The Broward Sheriff’s Office has placed one of its deputies on restrictive administrative assignment after video showing the officer brutalizing a 15-year-old Black student during a violent takedown that has sparked national outcry.
Sheriff Gregory Tony made the announcement Friday, one day after a white deputy was filmed pepper-spraying the student, tackling him to the ground and repeatedly slamming his head against the pavement.
“What are you doing?!” a girl is heard shouting. “He’s bleeding!”
The incident unfolded during a harrowing after-school encounter between two BSO deputies and several J.P. Taravella High School students outside a McDonald’s in Tamarac, Florida.
“This incident is being conducted under a thorough investigation, we will look at this as a fact-finding measure to ensure we hold folks accountable,” Tony said during a pre-scheduled meeting with the Broward County Black Elected Officials group, video from which was posted to Twitter.
“That’s the most electrifying and dangerous situation for a law enforcement administrator to handle,” Tony, who was appointed in January as Broward’s first African-American sheriff, added. “Any time a white deputy is involved in contact with using force on a Black youth, this thing blows up.”
The deputies involved have been identified as Christopher Krickovich and Sgt. Greg LaCerra. Krickovich will remain on restricted assignment pending an investigation, while LaCerra’s status is unknown, the South Florida Sun-Sentinel reported.
Authorities responded to the fast food joint, a popular after-school hangout, around 3 p.m Thursday, where several students had reportedly gathered to see a fight, witnesses told Miami’s NBC 6. No fight ever occurred, but witnesses said deputies arrived and threatened to pepper-spray the students if they didn’t disperse.

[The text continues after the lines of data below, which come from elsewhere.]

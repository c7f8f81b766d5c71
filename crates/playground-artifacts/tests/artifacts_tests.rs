//! End-to-end genesis generation tests

use playground_artifacts::keystore::{KEYSTORE_PASSWORD, Keystore};
use playground_artifacts::{ArtifactsBuilder, Error, L2Config, MIN_GENESIS_DELAY};
use playground_manifest::Output;
use serde_json::Value;
use tempfile::TempDir;

const GENESIS_TIME: u64 = 1_700_000_000;

fn session() -> (TempDir, Output) {
    let dir = TempDir::new().unwrap();
    let output = Output::new(dir.path()).unwrap();
    (dir, output)
}

fn read_json(output: &Output, name: &str) -> Value {
    serde_json::from_slice(&output.read(name).unwrap()).unwrap()
}

#[test]
fn test_fixed_genesis_time_is_reproducible() {
    let builder = ArtifactsBuilder::new().with_genesis_time(GENESIS_TIME);
    let (_a, out_a) = session();
    let (_b, out_b) = session();
    let a = builder.build(&out_a).unwrap();
    let b = builder.build(&out_b).unwrap();

    assert_eq!(a.l1_genesis_hash, b.l1_genesis_hash);
    assert_eq!(a.genesis_validators_root, b.genesis_validators_root);
    for file in ["genesis.json", "testnet/genesis.ssz", "testnet/config.yaml", "jwtsecret"] {
        assert_eq!(out_a.read(file).unwrap(), out_b.read(file).unwrap(), "{} differs", file);
    }
}

#[test]
fn test_l1_file_set() {
    let (dir, output) = session();
    let artifacts = ArtifactsBuilder::new()
        .with_genesis_time(GENESIS_TIME)
        .with_block_time(2)
        .build(&output)
        .unwrap();

    for file in [
        "genesis.json",
        "jwtsecret",
        "testnet/config.yaml",
        "testnet/genesis.ssz",
        "testnet/boot_enr.yaml",
        "testnet/deploy_block.txt",
        "testnet/deposit_contract_block.txt",
        "testnet/genesis_validators_root.txt",
    ] {
        assert!(output.exists(file), "missing {}", file);
    }
    assert!(!output.exists("l2-genesis.json"));
    assert_eq!(output.read("testnet/deploy_block.txt").unwrap(), b"0");
    assert_eq!(
        String::from_utf8(output.read("testnet/genesis_validators_root.txt").unwrap()).unwrap(),
        artifacts.genesis_validators_root.to_string()
    );
    assert_eq!(
        String::from_utf8(output.read("jwtsecret").unwrap()).unwrap(),
        "0x04592280e1778419b7aa954d43871cb2cfb2ebda754fb735e8adeb293a88f9bf"
    );

    let config = String::from_utf8(output.read("testnet/config.yaml").unwrap()).unwrap();
    assert!(config.contains("SECONDS_PER_SLOT: 2\n"));
    assert!(config.contains("FULU_FORK_EPOCH: 18446744073709551615\n"));

    let genesis = read_json(&output, "genesis.json");
    assert_eq!(genesis["config"]["chainId"], 1337);
    assert_eq!(genesis["alloc"].as_object().unwrap().len(), 10);

    let validators: Vec<_> = std::fs::read_dir(dir.path().join("data_validator/validators"))
        .unwrap()
        .collect();
    let secrets: Vec<_> = std::fs::read_dir(dir.path().join("data_validator/secrets"))
        .unwrap()
        .collect();
    assert_eq!(validators.len(), 100);
    assert_eq!(secrets.len(), 100);
}

#[test]
fn test_keystore_decrypts_to_interop_secret() {
    let (_dir, output) = session();
    ArtifactsBuilder::new().with_genesis_time(GENESIS_TIME).build(&output).unwrap();

    let key = playground_artifacts::cl::keys::ValidatorKey::interop(0).unwrap();
    let pubkey = key.pubkey_hex();
    let keystore: Keystore = serde_json::from_slice(
        &output
            .read(format!("data_validator/validators/{}/voting-keystore.json", pubkey))
            .unwrap(),
    )
    .unwrap();
    assert_eq!(keystore.path, "m/12381/3600/0/0/0");
    assert_eq!(keystore.decrypt(KEYSTORE_PASSWORD).unwrap(), key.secret.to_vec());
    assert_eq!(
        output.read(format!("data_validator/secrets/{}", pubkey)).unwrap(),
        KEYSTORE_PASSWORD.as_bytes()
    );
}

#[test]
fn test_genesis_delay_is_clamped() {
    assert_eq!(ArtifactsBuilder::new().with_genesis_delay(3).genesis_delay(), MIN_GENESIS_DELAY);
    assert_eq!(ArtifactsBuilder::new().with_genesis_delay(30).genesis_delay(), 30);
}

#[test]
fn test_latest_fork_enables_osaka_and_fulu() {
    let (_dir, output) = session();
    ArtifactsBuilder::new()
        .with_genesis_time(GENESIS_TIME)
        .with_latest_fork(true)
        .build(&output)
        .unwrap();
    let genesis = read_json(&output, "genesis.json");
    assert_eq!(genesis["config"]["osakaTime"], 0);
    let config = String::from_utf8(output.read("testnet/config.yaml").unwrap()).unwrap();
    assert!(config.contains("FULU_FORK_EPOCH: 0\n"));
}

fn build_l2(latest_fork: Option<u64>) -> (TempDir, Output) {
    let (dir, output) = session();
    ArtifactsBuilder::new()
        .with_genesis_time(GENESIS_TIME)
        .with_l2(L2Config::default().with_block_time(2).with_latest_fork(latest_fork))
        .build(&output)
        .unwrap();
    (dir, output)
}

#[test]
fn test_l2_fork_modes() {
    let (_d, isthmus) = build_l2(None);
    let rollup = read_json(&isthmus, "rollup.json");
    assert_eq!(rollup["isthmus_time"], 0);
    assert!(rollup.get("jovian_time").is_none());
    assert_eq!(rollup["genesis"]["l2_time"], GENESIS_TIME + 2);

    let (_d, at_genesis) = build_l2(Some(0));
    assert_eq!(read_json(&at_genesis, "rollup.json")["jovian_time"], 0);
    assert_eq!(read_json(&at_genesis, "l2-genesis.json")["config"]["jovianTime"], 0);

    let (_d, delayed) = build_l2(Some(3));
    assert_eq!(read_json(&delayed, "rollup.json")["jovian_time"], GENESIS_TIME + 8);
}

#[test]
fn test_l2_genesis_links_l1() {
    let (_dir, output) = session();
    let artifacts = ArtifactsBuilder::new()
        .with_genesis_time(GENESIS_TIME)
        .with_l2(L2Config::default())
        .build(&output)
        .unwrap();
    let l2 = artifacts.l2.unwrap();

    let rollup = read_json(&output, "rollup.json");
    assert_eq!(rollup["genesis"]["l1"]["hash"], artifacts.l1_genesis_hash.to_string());
    assert_eq!(rollup["genesis"]["l2"]["hash"], l2.genesis_hash.to_string());
    assert_eq!(rollup["chain_op_config"]["eip1559Elasticity"], 6);
    assert_eq!(rollup["chain_op_config"]["eip1559Denominator"], 50);
    assert_eq!(rollup["chain_op_config"]["eip1559DenominatorCanyon"], 250);

    let genesis = read_json(&output, "l2-genesis.json");
    assert_eq!(genesis["timestamp"], format!("{:#x}", GENESIS_TIME + 2));
    // template accounts plus the ten prefunded ones
    assert_eq!(genesis["alloc"].as_object().unwrap().len(), 12);
}

#[test]
fn test_predeploy_conflict_is_fatal() {
    let (dir, output) = session();
    let predeploys = dir.path().join("predeploys.json");
    std::fs::write(
        &predeploys,
        r#"{"0x4200000000000000000000000000000000000016": {"balance": "0x1"}}"#,
    )
    .unwrap();
    let err = ArtifactsBuilder::new()
        .with_genesis_time(GENESIS_TIME)
        .with_l2(L2Config::default().with_predeploys(&predeploys))
        .build(&output)
        .unwrap_err();
    assert!(matches!(err, Error::PredeployConflict(_)));
}

#[test]
fn test_enodes_are_sequential() {
    let (_dir, output) = session();
    let mut artifacts = ArtifactsBuilder::new().with_genesis_time(GENESIS_TIME).build(&output).unwrap();
    let first = artifacts.next_enode().unwrap();
    let second = artifacts.next_enode().unwrap();
    assert_eq!(first.key_file, "enode-key-1.txt");
    assert_eq!(second.key_file, "enode-key-2.txt");
    assert!(output.exists("enode-key-1.txt"));
}
//! Typed recipe flags set from `key=value` strings.

use crate::{Error, Result};
use indexmap::IndexMap;
use std::fmt;

/// Value of a flag
#[derive(Debug, Clone, PartialEq, Eq)]
pub enum FlagValue {
    /// On/off switch
    Bool(bool),
    /// Unsigned integer
    Int(u64),
    /// Free text
    String(String),
    /// Integer that may be unset
    OptionalInt(Option<u64>),
}

impl FlagValue {
    fn kind(&self) -> &'static str {
        match self {
            FlagValue::Bool(_) => "bool",
            FlagValue::Int(_) => "int",
            FlagValue::String(_) => "string",
            FlagValue::OptionalInt(_) => "int?",
        }
    }

    /// Parse `raw` as a value of the same kind as `self`
    fn parse_like(&self, raw: &str) -> std::result::Result<FlagValue, String> {
        let raw = raw.trim();
        match self {
            FlagValue::Bool(_) => match raw.to_ascii_lowercase().as_str() {
                "" | "true" | "1" | "yes" | "on" => Ok(FlagValue::Bool(true)),
                "false" | "0" | "no" | "off" => Ok(FlagValue::Bool(false)),
                other => Err(format!("'{}' is not a boolean", other)),
            },
            FlagValue::Int(_) => raw
                .parse()
                .map(FlagValue::Int)
                .map_err(|_| format!("'{}' is not an integer", raw)),
            FlagValue::String(_) => Ok(FlagValue::String(raw.to_string())),
            FlagValue::OptionalInt(_) => match raw {
                "" | "none" | "nil" => Ok(FlagValue::OptionalInt(None)),
                n => n
                    .parse()
                    .map(|v| FlagValue::OptionalInt(Some(v)))
                    .map_err(|_| format!("'{}' is not an integer", raw)),
            },
        }
    }
}

impl fmt::Display for FlagValue {
    fn fmt(&self, f: &mut fmt::Formatter<'_>) -> fmt::Result {
        match self {
            FlagValue::Bool(b) => write!(f, "{}", b),
            FlagValue::Int(n) => write!(f, "{}", n),
            FlagValue::String(s) => write!(f, "{}", s),
            FlagValue::OptionalInt(Some(n)) => write!(f, "{}", n),
            FlagValue::OptionalInt(None) => f.write_str("unset"),
        }
    }
}

/// A declared flag
#[derive(Debug, Clone, PartialEq, Eq)]
pub struct Flag {
    /// Flag name
    pub name: String,
    /// Help text
    pub description: String,
    /// Current value, initially the default
    pub value: FlagValue,
}

/// The flags a recipe accepts, in declaration order
#[derive(Debug, Clone, Default, PartialEq, Eq)]
pub struct FlagSet {
    flags: IndexMap<String, Flag>,
}

impl FlagSet {
    /// Empty flag set
    pub fn new() -> Self {
        Self::default()
    }

    fn declare(mut self, name: &str, description: &str, value: FlagValue) -> Self {
        self.flags.insert(
            name.to_string(),
            Flag { name: name.to_string(), description: description.to_string(), value },
        );
        self
    }

    /// Declare a boolean flag
    pub fn bool(self, name: &str, default: bool, description: &str) -> Self {
        self.declare(name, description, FlagValue::Bool(default))
    }

    /// Declare an integer flag
    pub fn int(self, name: &str, default: u64, description: &str) -> Self {
        self.declare(name, description, FlagValue::Int(default))
    }

    /// Declare a string flag
    pub fn string(self, name: &str, default: &str, description: &str) -> Self {
        self.declare(name, description, FlagValue::String(default.to_string()))
    }

    /// Declare an optional integer flag
    pub fn optional_int(self, name: &str, description: &str) -> Self {
        self.declare(name, description, FlagValue::OptionalInt(None))
    }

    /// Merge the declarations of another set, keeping ours on conflict
    pub fn extend(mut self, other: FlagSet) -> Self {
        for (name, flag) in other.flags {
            self.flags.entry(name).or_insert(flag);
        }
        self
    }

    /// Set a flag from `key=value`; a bare `key` turns a boolean on
    pub fn set(&mut self, assignment: &str) -> Result<()> {
        let (key, raw) = assignment.split_once('=').unwrap_or((assignment, ""));
        self.set_value(key.trim(), raw)
    }

    /// Set a flag by name from its textual value
    pub fn set_value(&mut self, key: &str, raw: &str) -> Result<()> {
        let flag = self
            .flags
            .get_mut(key)
            .ok_or_else(|| Error::Flag(format!("unknown flag '{}'", key)))?;
        flag.value = flag
            .value
            .parse_like(raw)
            .map_err(|e| Error::Flag(format!("{}: {}", key, e)))?;
        Ok(())
    }

    /// Declared flags
    pub fn iter(&self) -> impl Iterator<Item = &Flag> {
        self.flags.values()
    }

    /// Raw value of a flag
    pub fn get(&self, name: &str) -> Option<&FlagValue> {
        self.flags.get(name).map(|f| &f.value)
    }

    /// Boolean value, `false` when undeclared
    pub fn get_bool(&self, name: &str) -> bool {
        matches!(self.get(name), Some(FlagValue::Bool(true)))
    }

    /// Integer value
    pub fn get_int(&self, name: &str) -> Option<u64> {
        match self.get(name) {
            Some(FlagValue::Int(n)) => Some(*n),
            Some(FlagValue::OptionalInt(n)) => *n,
            _ => None,
        }
    }

    /// String value, `None` when undeclared or empty
    pub fn get_string(&self, name: &str) -> Option<&str> {
        match self.get(name) {
            Some(FlagValue::String(s)) if !s.is_empty() => Some(s),
            _ => None,
        }
    }

    /// Kind names for help output
    pub fn describe(&self) -> Vec<(String, String, String, String)> {
        self.iter()
            .map(|f| {
                (f.name.clone(), f.value.kind().to_string(), f.value.to_string(), f.description.clone())
            })
            .collect()
    }
}

#[cfg(test)]
mod tests {
    use super::*;

    fn flags() -> FlagSet {
        FlagSet::new()
            .bool("latest-fork", false, "")
            .int("block-time", 2, "")
            .string("external-builder", "", "")
            .optional_int("l2-fork", "")
    }

    #[test]
    fn test_set_typed_values() {
        let mut flags = flags();
        flags.set("latest-fork").unwrap();
        flags.set("block-time=4").unwrap();
        flags.set("external-builder=http://host:8551").unwrap();
        flags.set("l2-fork=3").unwrap();

        assert!(flags.get_bool("latest-fork"));
        assert_eq!(flags.get_int("block-time"), Some(4));
        assert_eq!(flags.get_string("external-builder"), Some("http://host:8551"));
        assert_eq!(flags.get_int("l2-fork"), Some(3));
    }

    #[test]
    fn test_defaults_and_errors() {
        let mut flags = flags();
        assert!(!flags.get_bool("latest-fork"));
        assert_eq!(flags.get_int("l2-fork"), None);
        assert_eq!(flags.get_string("external-builder"), None);

        assert!(matches!(flags.set("nope=1"), Err(Error::Flag(_))));
        assert!(matches!(flags.set("block-time=fast"), Err(Error::Flag(_))));
        assert!(matches!(flags.set("latest-fork=maybe"), Err(Error::Flag(_))));
    }

    #[test]
    fn test_extend_keeps_existing() {
        let base = FlagSet::new().int("block-time", 12, "l1");
        let merged = base.extend(FlagSet::new().int("block-time", 2, "l2").bool("x", true, ""));
        assert_eq!(merged.get_int("block-time"), Some(12));
        assert!(merged.get_bool("x"));
    }
}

Footage from the incident showed the deputies take one young man down, bang his head into the pavement and punch him in the head after he was already pinned to the ground. The student was reportedly trying to defend another student who’d been handcuffed by police, which resulted in him being pepper-sprayed and tackled to the ground.
“The next thing you know, his head started bleeding and everything, and while he was getting handcuffed, lil’ bro’ got punched in the face by police,” one student recalled.
In his report, Krickovich wrote that he and LaCerra were outnumbered by at least 200 students “who were yelling, threatening us and surrounding us. I had to act quickly, fearing I would get stuck or having a student potentially grab weapons off of my belt or vest.”
According to BSO reports, the deputies were on “proactive patrol” because of ongoing issues with fights after school and had taken one student into custody after he’d been issued a trespass warning the previous day. While he was being detained, his cellphone fell out of his pocket. That’s when a second student bent down to pick it up.
That student allegedly then “took an aggressive stance towards [a deputy] … bladed his body and began clenching his fists,” the police report said, prompting the deputy to “jump on the male.”
“With the crowd closing in and the loud yelling and threats towards us, I pushed down on the male to ensure my weight was full on his person so he could not attempt to take flight or fight us,” Krickovich’s report continued.
The deputy wrote that he was able to take the second student into custody after he “struck the male in the right side of his head with a closed fist as a distractionary technique.”
The encounter has received national attention, sparking outrage and calls for the deputies to be disciplined.
“So wrong!! Hurts me to my soul!!” NBA superstar LeBron James tweeted. “To think that could be my sons. Scary times man.”
“We don’t want lipservice,” Bishop Talbert Swan wrote of Chief Tony’s promise of transparency. “We want racist cops fired and prosecuted and charges against [the student] dropped.
Broward school board member Rosalind Osgood called for the deputies to be fired, while Mayor Mark Bogen described the officers’ actions as “outrageous and unacceptable.”
BSO reports showed that two teens were charged in Thursday’s incident; one with trespassing and the other the other with assaulting and resisting an officer without violence. The charge of assault against an officer was later dropped against the 15-year-old and reduced to simple assault.
As outrage over the video continues to grow, Tony reassured the city’s Black leaders that the investigation would be handled appropriately.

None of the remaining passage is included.